Here is one of those songs that for me captures a certain time in 1980 when music reconnected with the street. I still remember it vividly like it was yesterday…

“Spend a year in a couple of hrs, Where the action isn’t , That’s where it is…”

“The rats have all got rickets
They spit through broken teeth
The name of the game is not cricket
Caught out on Beasley Street

..cars collide, colours clash..” *

These lines come from John Cooper Clarke’s song Beasley St off the Snap, Crackle and Bop album. For a time there, Clarke single-handedly re-introduced poetry into the culture of the day. So much so that I used his poems to teach high school students cramming for English exams (in 1982.) At the time It was fun and a respite from the official curriculum. Now apparently in the UK Twat is on the official syllabus but we did it here first. Best of all – my students all flew through their English exams.

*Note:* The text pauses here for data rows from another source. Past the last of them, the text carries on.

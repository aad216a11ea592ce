//! Persisted entities and their JSON representations.

use rust_decimal::Decimal;
use serde::Serialize;
use sqlx::FromRow;

/// Prices carry two decimal places and at most six significant digits.
pub const PRICE_DECIMAL_PLACES: u32 = 2;
pub const PRICE_MAX_DIGITS: u32 = 6;
pub const NAME_MAX_LENGTH: usize = 255;

#[derive(Debug, Clone, PartialEq, Eq, Serialize, FromRow)]
pub struct Category {
    pub id: i64,
    pub name: String,
}

#[derive(Debug, Clone, PartialEq, Eq, Serialize)]
pub struct MenuItem {
    pub id: i64,
    pub name: String,
    pub description: String,
    pub price: Decimal,
    pub category_id: i64,
}

/// Line items are a plain set of menu item ids, without quantity or price snapshot.
#[derive(Debug, Clone, PartialEq, Eq, Serialize)]
pub struct Order {
    pub id: i64,
    pub customer_id: i64,
    pub delivery_crew_id: Option<i64>,
    pub status: bool,
    pub items: Vec<i64>,
}

#[derive(Debug, Clone, PartialEq, Eq, Serialize, FromRow)]
pub struct CartItem {
    pub id: i64,
    pub user_id: i64,
    pub menuitem_id: i64,
    pub quantity: i64,
}

#[derive(Debug, Clone, PartialEq, Eq, FromRow)]
pub struct User {
    pub id: i64,
    pub username: String,
    pub is_staff: bool,
}

pub fn price_from_cents(cents: i64) -> Decimal {
    Decimal::new(cents, PRICE_DECIMAL_PLACES)
}

/// Converts a validated price to integer cents. `None` if it does not fit.
pub fn price_to_cents(price: Decimal) -> Option<i64> {
    let mut scaled = price;
    scaled.rescale(PRICE_DECIMAL_PLACES);
    i64::try_from(scaled.mantissa()).ok()
}

#[cfg(test)]
mod tests {
    use std::str::FromStr;

    use rust_decimal::Decimal;

    use super::{price_from_cents, price_to_cents};

    #[test]
    fn cents_convert_both_ways() {
        let price = Decimal::from_str("12.5").unwrap_or_default();
        assert_eq!(price_to_cents(price), Some(1250));
        assert_eq!(price_from_cents(1250).to_string(), "12.50");
        assert_eq!(price_from_cents(5).to_string(), "0.05");
    }
}
//! HTTP layer: Axum router, resource handlers, and request/response payloads.
//!
//! Resources: `/menu-items/`, `/categories/`, `/orders/`, `/cart/menu-items/`,
//! plus the staff group endpoints and token login.

mod auth;
mod cart;
mod categories;
mod error;
mod groups;
mod handlers;
mod menu_items;
mod orders;
mod payloads;
mod state;


pub use handlers::router;
pub use state::{AppState, TokenStore};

Clarke’s rapid fire spoken word delivery is still striking even after more than 30 years. A couple of years ago (2009) he gave this interview – a life of rhyme – his first in 20 years.

Many of those at the concert heard the excellent Radio NZ interview on the Kim Hill radio show Sat 3rd Mar.

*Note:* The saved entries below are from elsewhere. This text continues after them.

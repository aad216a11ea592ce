//! `/orders/`: any signed-in caller, with delivery assignment reserved for
//! managers and status changes for the assigned crew member.

use axum::extract::State;
use axum::http::{HeaderMap, StatusCode};
use axum::Json;
use tracing::{debug, info, warn};

use super::auth::require_caller;
use super::error::ApiError;
use super::payloads::{
    ApiJson, ApiPath, AssignCrewPayload, MessageResponse, OrderPayload, OrderStatusPayload,
};
use super::state::AppState;
use crate::db::NewOrder;
use crate::models::Order;
use crate::roles::Caller;

pub async fn list(
    State(state): State<AppState>,
    headers: HeaderMap,
) -> Result<Json<Vec<Order>>, ApiError> {
    let caller = require_caller(&state, &headers).await?;
    let scope = caller.order_scope();
    let orders = state.db.orders().list(scope).await?;
    debug!(orders = orders.len(), ?scope, "orders listed");
    Ok(Json(orders))
}

pub async fn retrieve(
    State(state): State<AppState>,
    path: Result<ApiPath<i64>, ApiError>,
    headers: HeaderMap,
) -> Result<Json<Order>, ApiError> {
    let caller = require_caller(&state, &headers).await?;
    let ApiPath(id) = path?;
    Ok(Json(scoped_order(&state, &caller, id).await?))
}

pub async fn create(
    State(state): State<AppState>,
    headers: HeaderMap,
    payload: Result<ApiJson<OrderPayload>, ApiError>,
) -> Result<(StatusCode, Json<Order>), ApiError> {
    let caller = require_caller(&state, &headers).await?;
    let ApiJson(payload) = payload?;

    let new_order = payload.into_new_order(caller.id())?;
    check_references(&state, &new_order).await?;
    let order = state.db.orders().create(&new_order).await?;
    info!(
        order_id = order.id,
        customer_id = order.customer_id,
        items = order.items.len(),
        "order created"
    );
    Ok((StatusCode::CREATED, Json(order)))
}

/// PUT: a manager assigns the delivery crew member. The order is looked up in
/// the caller's scope, so a manager who also delivers only reaches their own.
pub async fn assign_delivery_crew(
    State(state): State<AppState>,
    path: Result<ApiPath<i64>, ApiError>,
    headers: HeaderMap,
    payload: Result<ApiJson<AssignCrewPayload>, ApiError>,
) -> Result<Json<MessageResponse>, ApiError> {
    let caller = require_caller(&state, &headers).await?;
    if !caller.can_assign_delivery() {
        warn!(user_id = caller.id(), "delivery assignment denied");
        return Err(ApiError::Forbidden(None));
    }
    let ApiPath(id) = path?;
    let ApiJson(payload) = payload?;

    scoped_order(&state, &caller, id).await?;
    let crew_id = payload
        .crew_id()
        .ok_or_else(|| ApiError::BadRequest(String::from("delivery_crew_id is required")))?;
    let crew = state
        .db
        .users()
        .get(crew_id)
        .await?
        .ok_or(ApiError::NotFound("Delivery crew not found"))?;

    if !state.db.orders().set_delivery_crew(id, crew.id).await? {
        return Err(ApiError::not_found());
    }
    info!(order_id = id, delivery_crew_id = crew.id, "delivery crew assigned");
    Ok(Json(MessageResponse {
        message: "Delivery crew assigned successfully",
    }))
}

/// PATCH: the crew member assigned to this order updates its status.
pub async fn update_status(
    State(state): State<AppState>,
    path: Result<ApiPath<i64>, ApiError>,
    headers: HeaderMap,
    payload: Result<ApiJson<OrderStatusPayload>, ApiError>,
) -> Result<Json<MessageResponse>, ApiError> {
    let caller = require_caller(&state, &headers).await?;
    let ApiPath(id) = path?;
    let order = state
        .db
        .orders()
        .get(id)
        .await?
        .ok_or_else(ApiError::not_found)?;
    if !caller.can_update_status(&order) {
        warn!(user_id = caller.id(), order_id = id, "status update denied");
        return Err(ApiError::Forbidden(Some(
            "You are not authorized to update this order",
        )));
    }
    let ApiJson(payload) = payload?;

    let status = payload.status.unwrap_or(order.status);
    state.db.orders().set_status(id, status).await?;
    info!(order_id = id, status, "order status updated");
    Ok(Json(MessageResponse {
        message: "Order status updated successfully",
    }))
}

pub async fn destroy(
    State(state): State<AppState>,
    path: Result<ApiPath<i64>, ApiError>,
    headers: HeaderMap,
) -> Result<StatusCode, ApiError> {
    let caller = require_caller(&state, &headers).await?;
    let ApiPath(id) = path?;
    let order = scoped_order(&state, &caller, id).await?;
    state.db.orders().delete(order.id).await?;
    info!(order_id = id, user_id = caller.id(), "order deleted");
    Ok(StatusCode::NO_CONTENT)
}

/// Orders outside the caller's scope are reported as missing.
async fn scoped_order(state: &AppState, caller: &Caller, id: i64) -> Result<Order, ApiError> {
    state
        .db
        .orders()
        .get(id)
        .await?
        .filter(|order| caller.order_scope().admits(order))
        .ok_or_else(ApiError::not_found)
}

async fn check_references(state: &AppState, order: &NewOrder) -> Result<(), ApiError> {
    if state.db.users().get(order.customer_id).await?.is_none() {
        return Err(ApiError::invalid_pk("customer_id", order.customer_id));
    }
    if let Some(crew_id) = order.delivery_crew_id {
        if state.db.users().get(crew_id).await?.is_none() {
            return Err(ApiError::invalid_pk("delivery_crew_id", crew_id));
        }
    }
    for item in &order.items {
        if !state.db.menu_items().exists(*item).await? {
            return Err(ApiError::invalid_pk("items", *item));
        }
    }
    Ok(())
}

Full link below if this one doesn’t work for you.
http://www.radionz.co.nz/national/programmes/saturday/audio/2511667/john-cooper-clarke-poetry-and-punk

Another recent NZ interview by Marty Duda on 13th Floor

Thank you John Cooper Clarke. Now if only I could remember the rest of the concert – I’m off to hide my own Easter eggs just now.

Note: I wrote the second part of this about Beasley St back in April 2011- just never published it and so the concert was an extra delight to be able to hear Cooper Clarke live and dangerous and seemed the perfect time to refresh my memory.

* For some reason this line connects me straight back to Bruce Cockburn’s Tokyo song from Humans 1980

“pachinko jingle and space torpedo beams. Comic book violence and escaping steam”

Great music makes time travel easy, but that is from another master songwriter and another story for another day.